Sample Ratio Mismatch (SRM) occurs when the actual ratio of users in each test condition deviates significantly from the planned ratio. For example, you intended a 50/50 split, but you see 40% of the traffic in A and 60% in B.
Potential causes:
Bugs in the experiment assignment logic (like caching issues or user ID collisions).
Technical problems such as tracking scripts failing in certain browsers or geolocations.
Users dropping off or refreshing the page in a way that re-assigns them unexpectedly to a particular version.
Impact:
SRM can invalidate your assumptions about random assignment and hamper the interpretation of results. The group with fewer users may behave differently simply because of how or why they ended up in that group.
Mitigation and detection:
Chi-square test for random assignment: You can do a quick chi-square check on the number of assigned users vs. expected to see if the mismatch is statistically significant.
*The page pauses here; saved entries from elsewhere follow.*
fn heading_level(level: HeadingLevel) -> u8 {
    match level {
        HeadingLevel::H1 => 1,
        HeadingLevel::H2 => 2,
        HeadingLevel::H3 => 3,
        HeadingLevel::H4 => 4,
        HeadingLevel::H5 => 5,
        HeadingLevel::H6 => 6,
    }
}

/// Language tag from a fence info string, empty when absent
fn fence_language(info: &str) -> String {
    info.split(|c: char| c == ',' || c.is_whitespace())
        .next()
        .unwrap_or("")
        .to_string()
}

enum InlineKind {
    /// Paragraph-level collector; implicit roots wrap loose text in tight
    /// list items
    Root { implicit: bool },
    Emphasis,
    Strong,
    Strikethrough,
    Link { url: String, title: String },
    Image { src: String },
}

struct InlineFrame {
    kind: InlineKind,
    children: Vec<Inline>,
}

struct ListFrame {
    ordered: bool,
    start: u64,
    items: Vec<Vec<Block>>,
}

struct TableFrame {
    alignments: Vec<ColumnAlign>,
    header: Vec<Vec<Inline>>,
    rows: Vec<Vec<Vec<Inline>>>,
    current_row: Vec<Vec<Inline>>,
    in_head: bool,
}

struct CodeAccum {
    language: String,
    text: String,
}

struct TreeBuilder {
    blocks_stack: Vec<Vec<Block>>,
    inline_stack: Vec<InlineFrame>,
    list_stack: Vec<ListFrame>,
    table_stack: Vec<TableFrame>,
    code: Option<CodeAccum>,
    pending_heading: Vec<u8>,
}

impl TreeBuilder {
    fn new() -> Self {
        Self {
            blocks_stack: vec![Vec::new()],
            inline_stack: Vec::new(),
            list_stack: Vec::new(),
            table_stack: Vec::new(),
            code: None,
            pending_heading: Vec::new(),
        }
    }

    fn push_block(&mut self, block: Block) {
        self.blocks_stack
            .last_mut()
            .expect("document frame always present")
            .push(block);
    }

    fn push_inline(&mut self, inline: Inline) {
        self.ensure_root();
        self.inline_stack
            .last_mut()
            .expect("root frame just ensured")
            .children
            .push(inline);
    }

    fn open_inline(&mut self, kind: InlineKind) {
        if !matches!(kind, InlineKind::Root { .. }) {
            self.ensure_root();
        }
        self.inline_stack.push(InlineFrame {
            kind,
            children: Vec::new(),
        });
    }

    /// Open an implicit paragraph when inline content arrives outside one
    fn ensure_root(&mut self) {
        if self.inline_stack.is_empty() {
            self.inline_stack.push(InlineFrame {
                kind: InlineKind::Root { implicit: true },
                children: Vec::new(),
            });
        }
    }

    /// Close an implicit paragraph before a block boundary
    fn flush_implicit(&mut self) {
        if let Some(frame) = self.inline_stack.last() {
            if matches!(frame.kind, InlineKind::Root { implicit: true }) {
                let frame = self.inline_stack.pop().unwrap();
                if !frame.children.is_empty() {
                    self.push_block(Block::Paragraph(frame.children));
                }
            }
        }
    }

    fn close_inline(&mut self) {
        let frame = match self.inline_stack.pop() {
            Some(f) => f,
            None => return,
        };
        let inline = match frame.kind {
            InlineKind::Root { .. } => {
                // Root frames close into blocks, handled by callers
                self.inline_stack.push(frame);
                return;
            }
            InlineKind::Emphasis => Inline::Emphasis(frame.children),
            InlineKind::Strong => Inline::Strong(frame.children),
            InlineKind::Strikethrough => Inline::Strikethrough(frame.children),
            InlineKind::Link { url, title } => Inline::Link {
                url,
                title,
                children: frame.children,
            },
            InlineKind::Image { src } => Inline::Image {
                src,
                alt: plain_text(&frame.children),
            },
        };
        self.push_inline(inline);
    }

    fn pop_root(&mut self) -> Vec<Inline> {
        match self.inline_stack.pop() {
            Some(frame) => frame.children,
            None => Vec::new(),
        }
    }

    fn handle_start(&mut self, tag: Tag) {
        match tag {
            Tag::Paragraph => {
                self.flush_implicit();
                self.open_inline(InlineKind::Root { implicit: false });
            }
            Tag::Heading { level, .. } => {
                self.flush_implicit();
                self.pending_heading.push(heading_level(level));
                self.open_inline(InlineKind::Root { implicit: false });
            }
            Tag::BlockQuote(_) => {
                self.flush_implicit();
                self.blocks_stack.push(Vec::new());
            }
            Tag::CodeBlock(kind) => {
                self.flush_implicit();
                let language = match kind {
                    CodeBlockKind::Fenced(info) => fence_language(&info),
                    CodeBlockKind::Indented => String::new(),
                };
                self.code = Some(CodeAccum {
                    language,
                    text: String::new(),
                });
            }
            Tag::List(start) => {
                self.flush_implicit();
                self.list_stack.push(ListFrame {
                    ordered: start.is_some(),
                    start: start.unwrap_or(1),
                    items: Vec::new(),
                });
            }
            Tag::Item => {
                self.blocks_stack.push(Vec::new());
            }
            Tag::Table(alignments) => {
                self.flush_implicit();
                self.table_stack.push(TableFrame {
                    alignments: alignments.into_iter().map(ColumnAlign::from).collect(),
                    header: Vec::new(),
                    rows: Vec::new(),
                    current_row: Vec::new(),
                    in_head: false,
                });
            }
            Tag::TableHead => {
                if let Some(table) = self.table_stack.last_mut() {
                    table.in_head = true;
                }
            }
            Tag::TableRow => {}
            Tag::TableCell => {
                self.open_inline(InlineKind::Root { implicit: false });
            }
            Tag::Emphasis => self.open_inline(InlineKind::Emphasis),
            Tag::Strong => self.open_inline(InlineKind::Strong),
            Tag::Strikethrough => self.open_inline(InlineKind::Strikethrough),
            Tag::Link {
                dest_url, title, ..
            } => self.open_inline(InlineKind::Link {
                url: dest_url.to_string(),
                title: title.to_string(),
            }),
            Tag::Image { dest_url, .. } => self.open_inline(InlineKind::Image {
                src: dest_url.to_string(),
            }),
            Tag::HtmlBlock => self.flush_implicit(),
            _ => {}
        }
    }

    fn handle_end(&mut self, tag: TagEnd) {
        match tag {
            TagEnd::Paragraph => {
                let inlines = self.pop_root();
                if !inlines.is_empty() {
                    self.push_block(Block::Paragraph(inlines));
                }
            }
            TagEnd::Heading(_) => {
                let children = self.pop_root();
                let level = self.pending_heading.pop().unwrap_or(1);
                self.push_block(Block::Heading { level, children });
            }
            TagEnd::BlockQuote(_) => {
                self.flush_implicit();
                let blocks = self.blocks_stack.pop().unwrap_or_default();
                self.push_block(Block::Quote(blocks));
            }
            TagEnd::CodeBlock => {
                if let Some(accum) = self.code.take() {
                    let text = accum
                        .text
                        .strip_suffix('\n')
                        .unwrap_or(&accum.text)
                        .to_string();
                    let code = if text == CURSOR_GLYPH {
                        text
                    } else {
                        unquote_cursor(&text)
                    };
                    self.push_block(Block::CodeBlock {
                        language: accum.language,
                        code,
                    });
                }
            }
            TagEnd::Item => {
                self.flush_implicit();
                let blocks = self.blocks_stack.pop().unwrap_or_default();
                if let Some(list) = self.list_stack.last_mut() {
                    list.items.push(blocks);
                }
            }
            TagEnd::List(_) => {
                if let Some(list) = self.list_stack.pop() {
                    self.push_block(Block::List {
                        ordered: list.ordered,
                        start: list.start,
                        items: list.items,
                    });
                }
            }
            TagEnd::TableCell => {
                let cell = self.pop_root();
                if let Some(table) = self.table_stack.last_mut() {
                    if table.in_head {
                        table.header.push(cell);
                    } else {
                        table.current_row.push(cell);
                    }
                }
            }
            TagEnd::TableHead => {
                if let Some(table) = self.table_stack.last_mut() {
                    table.in_head = false;
                }
            }
            TagEnd::TableRow => {
                if let Some(table) = self.table_stack.last_mut() {
                    let row = std::mem::take(&mut table.current_row);
                    table.rows.push(row);
                }
            }
            TagEnd::Table => {
                if let Some(table) = self.table_stack.pop() {
                    self.push_block(Block::Table {
                        alignments: table.alignments,
                        header: table.header,
                        rows: table.rows,
                    });
                }
            }
            TagEnd::Emphasis | TagEnd::Strong | TagEnd::Strikethrough | TagEnd::Link
            | TagEnd::Image => self.close_inline(),
            TagEnd::HtmlBlock => self.flush_implicit(),
            _ => {}
        }
    }

    fn handle_event(&mut self, event: Event) {
        match event {
            Event::Start(tag) => self.handle_start(tag),
            Event::End(tag) => self.handle_end(tag),
            Event::Text(text) => {
                if let Some(code) = self.code.as_mut() {
                    code.text.push_str(&text);
                } else {
                    self.push_inline(Inline::Text(text.to_string()));
                }
            }
            Event::Code(code) => {
                if &*code == CURSOR_GLYPH {
                    self.push_inline(Inline::Cursor);
                } else {
                    self.push_inline(Inline::Code(unquote_cursor(&code)));
                }
            }
            // Raw HTML is neutralized to text and escaped on output
            Event::Html(raw) | Event::InlineHtml(raw) => {
                self.push_inline(Inline::Text(raw.to_string()));
            }
            Event::InlineMath(tex) => self.push_inline(Inline::Math {
                display: false,
                tex: tex.to_string(),
            }),
            Event::DisplayMath(tex) => self.push_inline(Inline::Math {
                display: true,
                tex: tex.to_string(),
            }),
            Event::SoftBreak => self.push_inline(Inline::Text(" ".to_string())),
            Event::HardBreak => self.push_inline(Inline::HardBreak),
            Event::Rule => {
                self.flush_implicit();
                self.push_block(Block::Rule);
            }
            Event::TaskListMarker(done) => self.push_inline(Inline::TaskMarker(done)),
            Event::FootnoteReference(_) => {}
        }
    }

    fn finish(mut self) -> Document {
        self.flush_implicit();
        Document {
            blocks: self.blocks_stack.pop().unwrap_or_default(),
        }
    }
}
//! Deep Research server binary

use anyhow::{Context, Result};
use deep_research::api::{create_router, ApiState};
use deep_research::client::{ClientConfig, ResearchClient};
use deep_research::export::Exporter;
use deep_research::markdown::Renderer;
use deep_research::AppConfig;
use std::net::SocketAddr;
use std::sync::Arc;
use std::time::Duration;
use tracing::{info, Level};
use tracing_subscriber::FmtSubscriber;

#[tokio::main]
async fn main() -> Result<()> {
    // Initialize logging
    let subscriber = FmtSubscriber::builder()
        .with_max_level(Level::DEBUG)
        .finish();
    tracing::subscriber::set_global_default(subscriber)?;

    info!("Starting Deep Research server v{}", env!("CARGO_PKG_VERSION"));

    // Load config from file
    let config_path = std::env::args()
        .nth(1)
        .unwrap_or_else(|| "config.toml".to_string());

    let config_contents = std::fs::read_to_string(&config_path)
        .with_context(|| format!("Failed to read config file: {}", config_path))?;

    let mut config: AppConfig = toml::from_str(&config_contents)
        .with_context(|| format!("Failed to parse config file: {}", config_path))?;

    // Environment wins over the file for the service URL
    if let Ok(url) = std::env::var("CORE_API_URL") {
        config.core_api_url = url;
    }

    info!(
        config_path = config_path,
        core_api_url = config.core_api_url,
        enable_export = config.enable_export,
        "Loaded configuration"
    );

    let client_config = ClientConfig::new(config.core_api_url.as_str())
        .with_timeout(Duration::from_secs(config.request_timeout_secs));

    let state = Arc::new(ApiState {
        backend: Arc::new(ResearchClient::new(client_config)),
        renderer: Arc::new(Renderer::new(config.export.render_cache_size)),
        exporter: Arc::new(Exporter::new(Duration::from_secs(
            config.export.image_timeout_secs,
        ))),
        enable_export: config.enable_export,
    });

    // Create router
    let app = create_router(state);

    // Start server
    let addr = SocketAddr::from(([0, 0, 0, 0], config.listen_port));
    info!("Listening on {}", addr);

    let listener = tokio::net::TcpListener::bind(addr).await?;
    axum::serve(listener, app).await?;

    Ok(())
}
// File: src/auth.rs
// Purpose: Mock authentication over the seeded patient registry

use std::sync::Mutex;
use std::time::Duration;

use chrono::Local;
use mediform::domain::{seed, EmergencyContact, Patient, RegisterData};

use crate::session::SessionStore;

// Mock credential check; every seeded patient shares this password
const MOCK_PASSWORD: &str = "password123";

/// Mock authentication service.
///
/// Keeps the patient registry in memory and writes the signed-in patient
/// through the [`SessionStore`]. The optional latency simulates a network
/// round-trip; tests construct the service with zero latency.
pub struct AuthService {
    patients: Mutex<Vec<Patient>>,
    session: SessionStore,
    latency: Duration,
}

impl AuthService {
    pub fn new(session: SessionStore) -> Self {
        Self {
            patients: Mutex::new(seed::patients()),
            session,
            latency: Duration::from_millis(1000),
        }
    }

    pub fn with_latency(mut self, latency: Duration) -> Self {
        self.latency = latency;
        self
    }

    /// Attempt to sign in. Returns false for an unknown email or a wrong
    /// password; errors only on session persistence failure.
    pub async fn login(&self, email: &str, password: &str) -> anyhow::Result<bool> {
        tokio::time::sleep(self.latency).await;

        let found = self
            .patients
            .lock()
            .unwrap()
            .iter()
            .find(|p| p.email == email)
            .cloned();

        match found {
            Some(patient) if password == MOCK_PASSWORD => {
                self.session.save(&patient)?;
                tracing::info!(email, "patient signed in");
                Ok(true)
            }
            _ => {
                tracing::debug!(email, "login rejected");
                Ok(false)
            }
        }
    }

    /// Create an account and sign it in. Returns false when the email is
    /// already registered.
    pub async fn register(&self, data: RegisterData) -> anyhow::Result<bool> {
        tokio::time::sleep(self.latency).await;

        let patient = {
            let mut patients = self.patients.lock().unwrap();
            if patients.iter().any(|p| p.email == data.email) {
                tracing::debug!(email = %data.email, "registration rejected: email taken");
                return Ok(false);
            }

            let patient = Patient {
                id: (patients.len() + 1).to_string(),
                email: data.email,
                first_name: data.first_name,
                last_name: data.last_name,
                phone: data.phone,
                date_of_birth: data.date_of_birth,
                address: String::new(),
                emergency_contact: EmergencyContact::default(),
                medical_history: Vec::new(),
                allergies: Vec::new(),
                created_at: Local::now().date_naive(),
            };
            patients.push(patient.clone());
            patient
        };

        self.session.save(&patient)?;
        tracing::info!(email = %patient.email, "patient registered");
        Ok(true)
    }

    pub fn logout(&self) {
        self.session.clear();
    }

    pub fn current_patient(&self) -> Option<Patient> {
        self.session.load()
    }
}

#[cfg(test)]
mod tests {
    use super::*;
    use chrono::NaiveDate;
    use pretty_assertions::assert_eq;

    fn service() -> AuthService {
        AuthService::new(SessionStore::in_memory()).with_latency(Duration::ZERO)
    }

    fn register_data(email: &str) -> RegisterData {
        RegisterData {
            first_name: "Alice".to_string(),
            last_name: "Walker".to_string(),
            email: email.to_string(),
            password: "Secret123".to_string(),
            phone: "(555) 111-2222".to_string(),
            date_of_birth: NaiveDate::from_ymd_opt(1992, 4, 3).unwrap(),
        }
    }

    #[tokio::test]
    async fn test_login_success_creates_session() {
        let auth = service();
        assert!(auth.login("john.doe@email.com", "password123").await.unwrap());

        let patient = auth.current_patient().unwrap();
        assert_eq!(patient.first_name, "John");
    }

    #[tokio::test]
    async fn test_login_rejects_wrong_password_and_unknown_email() {
        let auth = service();
        assert!(!auth.login("john.doe@email.com", "wrong").await.unwrap());
        assert!(!auth.login("nobody@email.com", "password123").await.unwrap());
        assert!(auth.current_patient().is_none());
    }

    #[tokio::test]
    async fn test_register_creates_and_signs_in() {
        let auth = service();
        assert!(auth.register(register_data("alice@example.com")).await.unwrap());

        let patient = auth.current_patient().unwrap();
        assert_eq!(patient.email, "alice@example.com");
        // Seeded registry has three patients, so the new id continues it
        assert_eq!(patient.id, "4");
        assert_eq!(patient.address, "");
        assert!(patient.medical_history.is_empty());
    }

    #[tokio::test]
    async fn test_register_rejects_duplicate_email() {
        let auth = service();
        assert!(!auth.register(register_data("jane.smith@email.com")).await.unwrap());
        assert!(auth.current_patient().is_none());
    }

    #[tokio::test]
    async fn test_logout_clears_session() {
        let auth = service();
        auth.login("john.doe@email.com", "password123").await.unwrap();
        auth.logout();
        assert!(auth.current_patient().is_none());
    }
}
// File: src/geolocation.rs
// Purpose: Location-based check-in verification

use std::fmt;

use serde::{Deserialize, Serialize};

#[derive(Debug, Clone, Copy, PartialEq, Serialize, Deserialize)]
pub struct Coordinates {
    pub latitude: f64,
    pub longitude: f64,
}

/// Medical facility coordinates (example values)
pub const FACILITY_LOCATION: Coordinates = Coordinates {
    latitude: 40.7128,
    longitude: -74.0060,
};

/// Maximum distance allowed for check-in, in meters
pub const MAX_CHECKIN_DISTANCE_M: f64 = 100.0;

const EARTH_RADIUS_M: f64 = 6_371_000.0;

/// Great-circle distance between two coordinates in meters (haversine)
pub fn distance_m(a: Coordinates, b: Coordinates) -> f64 {
    let phi1 = a.latitude.to_radians();
    let phi2 = b.latitude.to_radians();
    let delta_phi = (b.latitude - a.latitude).to_radians();
    let delta_lambda = (b.longitude - a.longitude).to_radians();

    let h = (delta_phi / 2.0).sin().powi(2)
        + phi1.cos() * phi2.cos() * (delta_lambda / 2.0).sin().powi(2);
    let c = 2.0 * h.sqrt().atan2((1.0 - h).sqrt());

    EARTH_RADIUS_M * c
}

/// Whether the user is close enough to the facility to check in
pub fn is_within_checkin_range(user_location: Coordinates) -> bool {
    distance_m(user_location, FACILITY_LOCATION) <= MAX_CHECKIN_DISTANCE_M
}

/// Format a distance for display: meters under 1 km, otherwise kilometers
/// with one decimal
pub fn format_distance(meters: f64) -> String {
    if meters < 1000.0 {
        format!("{}m", meters.round() as i64)
    } else {
        format!("{:.1}km", meters / 1000.0)
    }
}

/// Why a position could not be acquired
#[derive(Debug, Clone, Copy, PartialEq, Eq)]
pub enum LocationError {
    PermissionDenied,
    Unavailable,
    Timeout,
}

impl fmt::Display for LocationError {
    fn fmt(&self, f: &mut fmt::Formatter<'_>) -> fmt::Result {
        match self {
            LocationError::PermissionDenied => write!(
                f,
                "Location access denied. Please enable location services and try again."
            ),
            LocationError::Unavailable => write!(
                f,
                "Location information is unavailable. Please try again."
            ),
            LocationError::Timeout => {
                write!(f, "Location request timed out. Please try again.")
            }
        }
    }
}

impl std::error::Error for LocationError {}

/// Source of the user's current position.
///
/// The platform positioning API sits behind this seam; tests and the mock
/// application use [`FixedLocation`].
pub trait LocationProvider: Send + Sync {
    fn current_location(&self) -> Result<Coordinates, LocationError>;
}

/// Provider that always reports the same position
pub struct FixedLocation(pub Coordinates);

impl LocationProvider for FixedLocation {
    fn current_location(&self) -> Result<Coordinates, LocationError> {
        Ok(self.0)
    }
}

/// Provider that always fails with the given error
pub struct UnavailableLocation(pub LocationError);

impl LocationProvider for UnavailableLocation {
    fn current_location(&self) -> Result<Coordinates, LocationError> {
        Err(self.0)
    }
}

/// Outcome of a proximity verification attempt
#[derive(Debug, Clone, PartialEq)]
pub struct CheckInVerification {
    pub success: bool,
    pub message: String,
    /// Rounded distance to the facility, when a position was acquired
    pub distance_m: Option<u32>,
}

/// Verify the user is within check-in range of the facility
pub fn verify_location_for_checkin(provider: &dyn LocationProvider) -> CheckInVerification {
    let user_location = match provider.current_location() {
        Ok(coordinates) => coordinates,
        Err(error) => {
            return CheckInVerification {
                success: false,
                message: error.to_string(),
                distance_m: None,
            }
        }
    };

    let distance = distance_m(user_location, FACILITY_LOCATION);
    let rounded = distance.round() as u32;

    if distance <= MAX_CHECKIN_DISTANCE_M {
        CheckInVerification {
            success: true,
            message: "Location verified successfully. You can proceed with check-in.".to_string(),
            distance_m: Some(rounded),
        }
    } else {
        CheckInVerification {
            success: false,
            message: format!(
                "You must be within {}m of the medical facility to check in. You are currently {}m away.",
                MAX_CHECKIN_DISTANCE_M as u32, rounded
            ),
            distance_m: Some(rounded),
        }
    }
}

#[cfg(test)]
mod tests {
    use super::*;
    use pretty_assertions::assert_eq;

    #[test]
    fn test_zero_distance() {
        assert!(distance_m(FACILITY_LOCATION, FACILITY_LOCATION) < 1e-6);
    }

    #[test]
    fn test_known_distance_new_york_to_los_angeles() {
        let los_angeles = Coordinates {
            latitude: 34.0522,
            longitude: -118.2437,
        };
        let distance = distance_m(FACILITY_LOCATION, los_angeles);
        // ~3936 km; allow a generous tolerance for the spherical model
        assert!((3_920_000.0..3_950_000.0).contains(&distance), "{distance}");
    }

    #[test]
    fn test_checkin_range_gate() {
        // ~89m north of the facility
        let near = Coordinates {
            latitude: FACILITY_LOCATION.latitude + 0.0008,
            longitude: FACILITY_LOCATION.longitude,
        };
        // ~222m north of the facility
        let far = Coordinates {
            latitude: FACILITY_LOCATION.latitude + 0.002,
            longitude: FACILITY_LOCATION.longitude,
        };
        assert!(is_within_checkin_range(near));
        assert!(!is_within_checkin_range(far));
    }

    #[test]
    fn test_verify_in_range() {
        let provider = FixedLocation(FACILITY_LOCATION);
        let verification = verify_location_for_checkin(&provider);
        assert!(verification.success);
        assert_eq!(
            verification.message,
            "Location verified successfully. You can proceed with check-in."
        );
        assert_eq!(verification.distance_m, Some(0));
    }

    #[test]
    fn test_verify_out_of_range_reports_distance() {
        let provider = FixedLocation(Coordinates {
            latitude: FACILITY_LOCATION.latitude + 0.002,
            longitude: FACILITY_LOCATION.longitude,
        });
        let verification = verify_location_for_checkin(&provider);
        assert!(!verification.success);
        assert!(verification.message.starts_with("You must be within 100m"));
        let distance = verification.distance_m.unwrap();
        assert!((215..230).contains(&distance), "{distance}");
    }

    #[test]
    fn test_verify_provider_failure() {
        let provider = UnavailableLocation(LocationError::PermissionDenied);
        let verification = verify_location_for_checkin(&provider);
        assert!(!verification.success);
        assert_eq!(
            verification.message,
            "Location access denied. Please enable location services and try again."
        );
        assert_eq!(verification.distance_m, None);
    }

    #[test]
    fn test_format_distance() {
        assert_eq!(format_distance(87.4), "87m");
        assert_eq!(format_distance(999.4), "999m");
        assert_eq!(format_distance(1500.0), "1.5km");
    }
}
Monitor assignment logs: Make sure that the mechanism for assignment is indeed random and not failing under certain conditions (e.g., devices or network connectivity).
Adjust post-hoc weighting: In rare cases, you might weight the results if you strongly believe the mismatch is random. However, it’s usually better to fix the assignment problem and re-run the experiment rather than relying on post-hoc corrections.
What if the primary metric is not binary but a continuous measure (e.g., revenue or time on site)?
When your outcome of interest is continuous, analyzing a difference in means (or medians) often replaces analyzing a difference in proportions. The workflow changes as follows:
Choice of test: Instead of a two-proportion z-test, you might use a two-sample t-test (assuming roughly normal data and larger sample sizes). If normality is highly suspect, you can use a non-parametric alternative like the Mann-Whitney U test or rely on bootstrap methods for differences in means or medians.
Variance considerations: Continuous metrics can have large variance, especially in revenue data (some users might spend huge amounts while most spend little or nothing). This variance inflates standard errors and might require a larger sample size to detect an effect.
Bootstrap approach: You can still use bootstrapping. For each resample in A and B, you compute the mean (or another statistic of interest, like median or 90th percentile) and then examine the distribution of the difference.
How should you account for time-based correlation or repeated measures?
Sometimes the same users might revisit the site multiple times across the experiment period. Or there can be daily/weekly seasonality. This leads to correlated observations rather than purely independent ones:
Repeated visits by the same user: If your user is assigned to version A but visits repeatedly, those visits are not independent. You may need to cluster by user ID so that each user contributes only one consolidated outcome or track them as correlated measures and use hierarchical modeling.
Seasonality: If conversion differs systematically by time of day or day of week, short testing windows can capture incomplete cycles. This can bias the results if, for example, group A by chance sees more users at a high-converting period.
Methods to handle correlation:
Aggregated or cluster-based analysis: Summarize each user’s conversion outcome across the test duration, ensuring each user has a single record (converted at least once vs. never converted, or total times purchased).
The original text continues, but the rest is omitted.